LIFESTYLE cresce e acquista sempre maggiore importanza a fianco de L’OROLOGIO,
grazie al suo modo diverso di raccontare l’orologeria, sempre
specialistico ma molto più “stylish”. Su questo numero
diamo resoconto dei maggiori eventi legati all’orologeria, dalle
iniziative benefiche alle serate mondane, dalle passerelle delle celebrities
agli sport più esclusivi. Il tutto accompagnato dalla presentazione
delle novità dell’orologeria fashion e femminile, raccolte
a BaselWorld e SIHH.
L’insieme de L’OROLOGIO e LIFESTYLE è davvero “esplosivo”,
regalandovi un autentico sguardo d’insieme a 360° su quelle
che sono le ultime tendenze dell’orologeria, emerse dalle kermesse
primaverili. Per fornirvi un tale resoconto dettagliato e variegato,
il nostro staff si è letteralmente sdoppiato, passando da Basilea
a Ginevra e visitando sia le manifestazioni fieristiche sia le numerose
esposizioni fuori Salone, che soprattutto a Ginevra vanno moltiplicandosi
di anno in anno. Terminati BaselWorld e SIHH, quindi, ci siamo spostati
prima al WPHH del Gruppo Franck Muller e poi nei diversi alberghi ginevrini
per ammirare le realizzazioni di Custos, F.P. Journe, MB&F, Richard
Mille, Urwerk… Quali sono i modelli più belli tra quelli
che abbiamo potuto toccare con mano? Ce lo hanno domandato in tanti
e, sebbene il peso che il gusto personale ha in tali questioni mi suggerisca
di lasciare a voi il giudizio, qualche indicazione ve la voglio fornire.

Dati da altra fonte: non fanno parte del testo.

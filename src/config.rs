//! # Validation Configuration
//!
//! Every tunable of the claim validation pipeline lives here and is passed
//! explicitly; no analysis step reads hidden globals.

use crate::bootstrap::{validate_bootstrap_config, BootstrapConfiguration};
use crate::errors::{
    validate_min_count, validate_open_unit_interval, validate_parameter, BlackSwanError,
    BlackSwanResult,
};
use crate::scenarios::CASH;
#[cfg(feature = "serde")]
use serde::{Deserialize, Serialize};

/// Parameters of the four claim evaluations.
#[derive(Debug, Clone, PartialEq)]
#[cfg_attr(feature = "serde", derive(Serialize, Deserialize))]
pub struct ValidationConfig {
    /// Outlier quantile for the headline figures
    pub outlier_quantile: f64,
    /// Quantiles of the clustering sensitivity grid
    pub clustering_quantiles: Vec<f64>,
    /// Moving-average window of the headline regime split and backtest
    pub ma_window: usize,
    /// Windows of the clustering grid and backtest sweep
    pub ma_windows: Vec<usize>,
    /// Best/worst day counts of the scenario sweep
    pub scenario_days: Vec<usize>,
    /// Best days removed in the bootstrapped CAGR impact
    pub bootstrap_days: usize,
    /// Annual risk-free rate for Sharpe ratios
    pub risk_free_rate: f64,
    /// Return credited on neutralized or out-of-market days
    pub cash_return: f64,
    /// Bootstrap resamples
    pub bootstrap_iterations: usize,
    /// Bootstrap confidence level
    pub confidence_level: f64,
    /// Bootstrap seed; `None` draws one from OS entropy
    pub seed: Option<u64>,
    /// p-value threshold of every hypothesis test
    pub significance_level: f64,
    /// Excess kurtosis above which fat tails are material
    pub kurtosis_threshold: f64,
    /// Drawdown reduction (fractional points) the strategy must achieve
    pub drawdown_improvement: f64,
}

impl Default for ValidationConfig {
    fn default() -> Self {
        Self::standard()
    }
}

impl ValidationConfig {
    /// Standard configuration: full bootstrap and sensitivity grids
    pub fn standard() -> Self {
        Self {
            outlier_quantile: 0.99,
            clustering_quantiles: vec![0.95, 0.99, 0.999],
            ma_window: 200,
            ma_windows: vec![50, 100, 200, 300],
            scenario_days: vec![5, 10, 20, 50],
            bootstrap_days: 10,
            risk_free_rate: 0.0,
            cash_return: CASH,
            bootstrap_iterations: 2000,
            confidence_level: 0.95,
            seed: Some(42),
            significance_level: 0.05,
            kurtosis_threshold: 1.0,
            drawdown_improvement: 0.20,
        }
    }

    /// Quick configuration: fewer bootstrap resamples, same grids
    pub fn quick() -> Self {
        Self {
            bootstrap_iterations: 200,
            ..Self::standard()
        }
    }

    /// Same configuration with a different seed.
    pub fn with_seed(mut self, seed: u64) -> Self {
        self.seed = Some(seed);
        self
    }

    /// Bootstrap settings derived from this configuration.
    pub fn bootstrap(&self) -> BootstrapConfiguration {
        BootstrapConfiguration {
            num_bootstrap_samples: self.bootstrap_iterations,
            confidence_level: self.confidence_level,
            seed: self.seed,
        }
    }

    /// Check every field; the first violation is returned as `InvalidParameter`.
    pub fn validate(&self) -> BlackSwanResult<()> {
        validate_open_unit_interval(self.outlier_quantile, "outlier_quantile")?;
        non_empty(self.clustering_quantiles.len(), "clustering_quantiles")?;
        for &q in &self.clustering_quantiles {
            validate_open_unit_interval(q, "clustering_quantiles")?;
        }

        validate_min_count(self.ma_window, 1, "ma_window")?;
        non_empty(self.ma_windows.len(), "ma_windows")?;
        for &w in &self.ma_windows {
            validate_min_count(w, 1, "ma_windows")?;
        }

        non_empty(self.scenario_days.len(), "scenario_days")?;
        validate_min_count(self.bootstrap_days, 1, "bootstrap_days")?;

        validate_parameter(self.risk_free_rate, -1.0, 1.0, "risk_free_rate")?;
        validate_parameter(self.cash_return, -0.5, 0.5, "cash_return")?;
        validate_open_unit_interval(self.significance_level, "significance_level")?;
        validate_parameter(self.kurtosis_threshold, 0.0, f64::MAX, "kurtosis_threshold")?;
        validate_parameter(self.drawdown_improvement, 0.0, 1.0, "drawdown_improvement")?;

        validate_bootstrap_config(&self.bootstrap())
    }
}

fn non_empty(len: usize, name: &str) -> BlackSwanResult<()> {
    if len == 0 {
        return Err(BlackSwanError::InvalidParameter {
            parameter: name.to_string(),
            value: 0.0,
            constraint: "at least one entry".to_string(),
        });
    }
    Ok(())
}

#[cfg(test)]
mod tests {
    use super::*;

    #[test]
    fn test_default_is_standard() {
        let config = ValidationConfig::default();
        assert_eq!(config, ValidationConfig::standard());
        assert_eq!(config.ma_window, 200);
        assert_eq!(config.bootstrap_iterations, 2000);
        assert_eq!(config.seed, Some(42));
        assert!(config.validate().is_ok());
    }

    #[test]
    fn test_quick_preset() {
        let quick = ValidationConfig::quick();
        assert!(quick.bootstrap_iterations < ValidationConfig::standard().bootstrap_iterations);
        assert_eq!(quick.ma_windows, ValidationConfig::standard().ma_windows);
        assert!(quick.validate().is_ok());
    }

    #[test]
    fn test_bootstrap_settings_follow_config() {
        let config = ValidationConfig::quick().with_seed(7);
        let bootstrap = config.bootstrap();
        assert_eq!(bootstrap.num_bootstrap_samples, 200);
        assert_eq!(bootstrap.seed, Some(7));
        assert_eq!(bootstrap.confidence_level, 0.95);
    }

    #[test]
    fn test_invalid_fields_rejected() {
        let cases: Vec<(ValidationConfig, &str)> = vec![
            (
                ValidationConfig {
                    outlier_quantile: 1.0,
                    ..Default::default()
                },
                "outlier_quantile",
            ),
            (
                ValidationConfig {
                    clustering_quantiles: vec![0.95, 0.0],
                    ..Default::default()
                },
                "clustering_quantiles",
            ),
            (
                ValidationConfig {
                    ma_window: 0,
                    ..Default::default()
                },
                "ma_window",
            ),
            (
                ValidationConfig {
                    ma_windows: vec![],
                    ..Default::default()
                },
                "ma_windows",
            ),
            (
                ValidationConfig {
                    bootstrap_days: 0,
                    ..Default::default()
                },
                "bootstrap_days",
            ),
            (
                ValidationConfig {
                    significance_level: 0.0,
                    ..Default::default()
                },
                "significance_level",
            ),
            (
                ValidationConfig {
                    bootstrap_iterations: 5,
                    ..Default::default()
                },
                "num_bootstrap_samples",
            ),
            (
                ValidationConfig {
                    confidence_level: 0.2,
                    ..Default::default()
                },
                "confidence_level",
            ),
        ];
        for (config, field) in cases {
            match config.validate() {
                Err(BlackSwanError::InvalidParameter { parameter, .. }) => {
                    assert_eq!(parameter, field)
                }
                other => panic!("{} accepted: {:?}", field, other),
            }
        }
    }
}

Le mie preferenze vanno al Duomètre à Chronographe di
Jaeger-LeCoultre, al Tourbillon La Tradition di Breguet, alla nuova
versione dell’Assioma Multicomplication di Bulgari, al Centigraphe
di
F.P. Journe: orologi molto tecnici ma anche esteticamente affascinanti,
che veicolano
sapientemente i valori più raffinati dell’alta orologeria.

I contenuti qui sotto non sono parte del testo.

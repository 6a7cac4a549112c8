//! Moving-average regime classification.
//!
//! The label for date `t` compares `price_t` with the simple moving average of
//! the `window` prices ending at `t - 1`. The average never includes `price_t`
//! itself; including it would leak the classified day's own move into its
//! label. The first `window` dates have no complete lagged window and are
//! [`RegimeLabel::Undefined`].
//!
//! Tie-break policy: `price_t == lagged_ma_t` is a Downtrend.

use crate::errors::{validate_data_length, validate_min_count, BlackSwanError, BlackSwanResult};
use crate::math_utils::{mean, median, population_std};
use crate::outliers::OutlierThresholds;
use crate::performance::cagr;
use crate::series::{PriceSeries, ReturnSeries};
use chrono::NaiveDate;
#[cfg(feature = "serde")]
use serde::{Deserialize, Serialize};

/// Market state of one date.
#[derive(Debug, Clone, Copy, PartialEq, Eq, Hash)]
#[cfg_attr(feature = "serde", derive(Serialize, Deserialize))]
pub enum RegimeLabel {
    /// Price strictly above the lagged moving average
    Uptrend,
    /// Price at or below the lagged moving average
    Downtrend,
    /// Lagged moving average not yet available
    Undefined,
}

impl RegimeLabel {
    /// Report name.
    pub fn name(&self) -> &'static str {
        match self {
            RegimeLabel::Uptrend => "uptrend",
            RegimeLabel::Downtrend => "downtrend",
            RegimeLabel::Undefined => "undefined",
        }
    }

    /// Label is Uptrend or Downtrend.
    pub fn is_defined(&self) -> bool {
        !matches!(self, RegimeLabel::Undefined)
    }
}

/// One label per price date, with the lagged average that produced it.
#[derive(Debug, Clone, PartialEq)]
#[cfg_attr(feature = "serde", derive(Serialize, Deserialize))]
pub struct RegimeSeries {
    /// Moving-average window
    pub window: usize,
    /// Price dates
    pub dates: Vec<NaiveDate>,
    /// Label per date
    pub labels: Vec<RegimeLabel>,
    /// Moving average of the `window` prices ending the day before
    pub lagged_moving_average: Vec<Option<f64>>,
}

impl RegimeSeries {
    /// Number of dates carrying `label`.
    pub fn count(&self, label: RegimeLabel) -> usize {
        self.labels.iter().filter(|&&l| l == label).count()
    }

    /// Label of `date`, `Undefined` for dates outside the series.
    pub fn label_on(&self, date: NaiveDate) -> RegimeLabel {
        self.dates
            .binary_search(&date)
            .map(|i| self.labels[i])
            .unwrap_or(RegimeLabel::Undefined)
    }

    /// Labels aligned one-to-one with the dates of `returns`.
    ///
    /// The label of a return date is the label of that same price date.
    pub fn aligned_to(&self, returns: &ReturnSeries) -> Vec<RegimeLabel> {
        returns.dates().iter().map(|&d| self.label_on(d)).collect()
    }
}

/// Classify every price date as Uptrend, Downtrend or Undefined.
///
/// Fails with `InvalidParameter` for `window == 0` and `InsufficientData` when
/// the series has fewer than `window` prices.
pub fn moving_average_regime(prices: &PriceSeries, window: usize) -> BlackSwanResult<RegimeSeries> {
    validate_min_count(window, 1, "window")?;
    validate_data_length(prices.prices(), window, "moving_average_regime")?;

    let p = prices.prices();
    let mut labels = Vec::with_capacity(p.len());
    let mut lagged = Vec::with_capacity(p.len());

    for t in 0..p.len() {
        if t < window {
            labels.push(RegimeLabel::Undefined);
            lagged.push(None);
            continue;
        }
        // prices t-window ..= t-1
        let ma = p[t - window..t].iter().sum::<f64>() / window as f64;
        labels.push(if p[t] > ma {
            RegimeLabel::Uptrend
        } else {
            RegimeLabel::Downtrend
        });
        lagged.push(Some(ma));
    }

    Ok(RegimeSeries {
        window,
        dates: prices.dates().to_vec(),
        labels,
        lagged_moving_average: lagged,
    })
}

/// Outlier and day counts per regime, the margins of the clustering table.
#[derive(Debug, Clone, Copy, PartialEq, Eq)]
#[cfg_attr(feature = "serde", derive(Serialize, Deserialize))]
pub struct RegimeOutlierCounts {
    /// Outlier days labelled Downtrend
    pub outliers_down: usize,
    /// Outlier days labelled Uptrend
    pub outliers_up: usize,
    /// All days labelled Downtrend
    pub total_down: usize,
    /// All days labelled Uptrend
    pub total_up: usize,
}

impl RegimeOutlierCounts {
    /// Outliers in either regime.
    pub fn total_outliers(&self) -> usize {
        self.outliers_down + self.outliers_up
    }

    /// Share of outliers that fell in Downtrend days; `None` without outliers.
    pub fn share_in_downtrend(&self) -> Option<f64> {
        let total = self.total_outliers();
        (total > 0).then(|| self.outliers_down as f64 / total as f64)
    }
}

/// Count outliers at quantile `q` per regime.
///
/// Thresholds come from the whole return series; Undefined days are excluded
/// from every count. `labels` must be aligned with `returns`.
pub fn outlier_regime_counts(
    returns: &ReturnSeries,
    labels: &[RegimeLabel],
    quantile: f64,
) -> BlackSwanResult<RegimeOutlierCounts> {
    let thresholds = OutlierThresholds::from_returns(returns.values(), quantile)?;
    Ok(count_with_thresholds(returns.values(), labels, &thresholds))
}

pub(crate) fn count_with_thresholds(
    values: &[f64],
    labels: &[RegimeLabel],
    thresholds: &OutlierThresholds,
) -> RegimeOutlierCounts {
    let mut counts = RegimeOutlierCounts {
        outliers_down: 0,
        outliers_up: 0,
        total_down: 0,
        total_up: 0,
    };
    for (&value, &label) in values.iter().zip(labels) {
        let outlier = thresholds.is_outlier(value);
        match label {
            RegimeLabel::Downtrend => {
                counts.total_down += 1;
                counts.outliers_down += outlier as usize;
            }
            RegimeLabel::Uptrend => {
                counts.total_up += 1;
                counts.outliers_up += outlier as usize;
            }
            RegimeLabel::Undefined => {}
        }
    }
    counts
}

/// Keep returns on `regime` days and earn `cash` on every other day.
///
/// The series starts at the first defined label and keeps the full calendar
/// from there, so conditioning on either regime yields the same elapsed years.
pub fn regime_conditioned_returns(
    returns: &ReturnSeries,
    labels: &[RegimeLabel],
    regime: RegimeLabel,
    cash: f64,
) -> BlackSwanResult<ReturnSeries> {
    let start = first_defined(labels, returns.len())?;
    let span = returns.tail_from(start)?;
    let values = span
        .values()
        .iter()
        .zip(&labels[start..])
        .map(|(&r, &l)| if l == regime { r } else { cash })
        .collect();
    span.with_values(values)
}

fn first_defined(labels: &[RegimeLabel], len: usize) -> BlackSwanResult<usize> {
    labels
        .iter()
        .take(len)
        .position(RegimeLabel::is_defined)
        .ok_or_else(|| BlackSwanError::InsufficientData {
            operation: "regime_conditioned_returns".to_string(),
            required: 1,
            actual: 0,
        })
}

/// Summary of returns inside one regime.
#[derive(Debug, Clone, Copy, PartialEq)]
#[cfg_attr(feature = "serde", derive(Serialize, Deserialize))]
pub struct RegimePerformance {
    /// Regime summarized
    pub regime: RegimeLabel,
    /// Days in the regime
    pub count: usize,
    /// Share of all defined days
    pub share_of_total: f64,
    /// Mean daily return in the regime
    pub mean: f64,
    /// Median daily return in the regime
    pub median: f64,
    /// Population standard deviation of daily returns in the regime
    pub std_dev: f64,
    /// CAGR holding the asset only in this regime, cash otherwise
    pub annualized_return: f64,
}

/// Downtrend and Uptrend summaries, in that order.
pub fn regime_performance(
    returns: &ReturnSeries,
    labels: &[RegimeLabel],
    cash: f64,
) -> BlackSwanResult<Vec<RegimePerformance>> {
    let defined = labels.iter().filter(|l| l.is_defined()).count();

    [RegimeLabel::Downtrend, RegimeLabel::Uptrend]
        .into_iter()
        .map(|regime| {
            let members: Vec<f64> = returns
                .values()
                .iter()
                .zip(labels)
                .filter(|(_, l)| **l == regime)
                .map(|(&r, _)| r)
                .collect();
            let conditioned = regime_conditioned_returns(returns, labels, regime, cash)?;
            Ok(RegimePerformance {
                regime,
                count: members.len(),
                share_of_total: if defined > 0 {
                    members.len() as f64 / defined as f64
                } else {
                    f64::NAN
                },
                mean: mean(&members),
                median: median(&members),
                std_dev: if members.is_empty() {
                    f64::NAN
                } else {
                    population_std(&members)
                },
                annualized_return: cagr(&conditioned)?,
            })
        })
        .collect()
}

#[cfg(test)]
mod tests {
    use super::*;
    use crate::generators::weekday_calendar;
    use crate::scenarios::CASH;
    use assert_approx_eq::assert_approx_eq;

    fn price_series(values: Vec<f64>) -> PriceSeries {
        let dates = weekday_calendar(NaiveDate::from_ymd_opt(2020, 1, 1).unwrap(), values.len());
        PriceSeries::from_parts(dates, values).unwrap()
    }

    #[test]
    fn test_first_window_dates_undefined() {
        let prices = price_series((1..=60).map(|i| 100.0 + i as f64).collect());
        let regimes = moving_average_regime(&prices, 10).unwrap();
        assert!(regimes.labels[..10].iter().all(|l| *l == RegimeLabel::Undefined));
        assert!(regimes.labels[10..].iter().all(|l| l.is_defined()));
        assert_eq!(regimes.count(RegimeLabel::Undefined), 10);
        assert_eq!(
            regimes.count(RegimeLabel::Uptrend) + regimes.count(RegimeLabel::Downtrend),
            50
        );
    }

    #[test]
    fn test_monotone_prices() {
        let up = price_series((1..=300).map(|i| i as f64).collect());
        let regimes = moving_average_regime(&up, 10).unwrap();
        assert!(regimes.labels[10..].iter().all(|l| *l == RegimeLabel::Uptrend));

        let down = price_series((1..=300).rev().map(|i| i as f64).collect());
        let regimes = moving_average_regime(&down, 10).unwrap();
        assert!(regimes.labels[10..].iter().all(|l| *l == RegimeLabel::Downtrend));
    }

    #[test]
    fn test_moving_average_excludes_current_price() {
        // Prices 1..=5 then a jump to 100. With the lag, the average on the jump
        // day is mean(1..=5) = 3; including the jump day would give a mean that
        // mixes in 100 and would fall on a later day.
        let prices = price_series(vec![1.0, 2.0, 3.0, 4.0, 5.0, 100.0, 6.0]);
        let regimes = moving_average_regime(&prices, 5).unwrap();

        assert_eq!(regimes.lagged_moving_average[5], Some(3.0));
        assert_eq!(regimes.labels[5], RegimeLabel::Uptrend);
        // mean(2, 3, 4, 5, 100) = 22.8 > 6
        assert_approx_eq!(regimes.lagged_moving_average[6].unwrap(), 22.8, 1e-12);
        assert_eq!(regimes.labels[6], RegimeLabel::Downtrend);
    }

    #[test]
    fn test_sharp_drop_on_last_day_is_downtrend() {
        let mut values = vec![100.0; 20];
        values.push(50.0);
        let regimes = moving_average_regime(&price_series(values), 5).unwrap();
        assert_eq!(regimes.labels[20], RegimeLabel::Downtrend);
    }

    #[test]
    fn test_price_equal_to_average_is_downtrend() {
        // Tie-break policy: equality is classified as Downtrend.
        let regimes = moving_average_regime(&price_series(vec![100.0; 30]), 5).unwrap();
        assert!(regimes.labels[5..].iter().all(|l| *l == RegimeLabel::Downtrend));
    }

    #[test]
    fn test_invalid_window() {
        let prices = price_series(vec![1.0, 2.0, 3.0]);
        assert!(matches!(
            moving_average_regime(&prices, 0),
            Err(BlackSwanError::InvalidParameter { .. })
        ));
        assert!(matches!(
            moving_average_regime(&prices, 4),
            Err(BlackSwanError::InsufficientData { .. })
        ));
    }

    #[test]
    fn test_outlier_counts_exclude_undefined() {
        let prices =
            price_series((0..21).map(|i| 100.0 + if i % 2 == 0 { 0.0 } else { 5.0 }).collect());
        let returns = prices.daily_returns().unwrap();
        let mut labels = vec![RegimeLabel::Undefined; 10];
        labels.extend(vec![RegimeLabel::Uptrend; 10]);

        let counts = outlier_regime_counts(&returns, &labels, 0.9).unwrap();
        assert_eq!(counts.outliers_down, 0);
        assert_eq!(counts.total_down, 0);
        assert_eq!(counts.total_up, 10);
        assert!(counts.outliers_up > 0);
        assert_eq!(counts.share_in_downtrend(), Some(0.0));
    }

    #[test]
    fn test_aligned_labels_follow_return_dates() {
        let prices = price_series((1..=30).map(|i| i as f64).collect());
        let returns = prices.daily_returns().unwrap();
        let regimes = moving_average_regime(&prices, 5).unwrap();
        let aligned = regimes.aligned_to(&returns);
        assert_eq!(aligned.len(), returns.len());
        assert_eq!(aligned, regimes.labels[1..].to_vec());
    }

    #[test]
    fn test_regime_conditioned_series_share_denominator() {
        let prices = price_series((0..300).map(|i| 100.0 * 1.001f64.powi(i)).collect());
        let returns = prices.daily_returns().unwrap();
        let mut labels = vec![RegimeLabel::Undefined; 19];
        labels.extend((19..returns.len()).map(|i| {
            if i % 3 == 0 {
                RegimeLabel::Downtrend
            } else {
                RegimeLabel::Uptrend
            }
        }));

        let up = regime_conditioned_returns(&returns, &labels, RegimeLabel::Uptrend, CASH).unwrap();
        let down =
            regime_conditioned_returns(&returns, &labels, RegimeLabel::Downtrend, CASH).unwrap();
        assert_eq!(up.anchor(), down.anchor());
        assert_eq!(up.len(), down.len());
        assert_approx_eq!(up.elapsed_years(), down.elapsed_years());
    }

    #[test]
    fn test_regime_performance_annualizes_over_full_period() {
        let prices = price_series((0..253).map(|i| 100.0 * 1.001f64.powi(i)).collect());
        let returns = prices.daily_returns().unwrap();
        let labels: Vec<RegimeLabel> = (0..returns.len())
            .map(|i| if i < 126 { RegimeLabel::Uptrend } else { RegimeLabel::Downtrend })
            .collect();

        let perf = regime_performance(&returns, &labels, CASH).unwrap();
        assert_eq!(perf.len(), 2);
        assert_eq!(perf[0].regime, RegimeLabel::Downtrend);
        assert_eq!(perf[0].count + perf[1].count, returns.len());
        assert_approx_eq!(perf[0].share_of_total + perf[1].share_of_total, 1.0);

        let full = cagr(&returns).unwrap();
        for row in &perf {
            assert!(row.annualized_return < full);
        }
    }
}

Ora sta a voi: fateci sapere quali sono i vostri preferiti, attraverso
il nostro consueto sondaggio dal quale ogni anno scaturiscono i vincitori
del PREMIO ARGÒ PER L’OROLOGERIA. La scheda per votare
è a pagina 24 di questo numero o sul sito argoeditore.net, dove
trovate anche il nostro Blog (www.argoeditore.net/blog/blog.asp), per
approfondire e commentare le notizie più interessanti dell’orologeria,
aggiornate quotidianamente dalla redazione. Proprio dal Blog mi viene
suggerito un argomento di attualità su cui richiamare la vostra
attenzione: il problema dei falsi e le questioni etiche ad esso connesse.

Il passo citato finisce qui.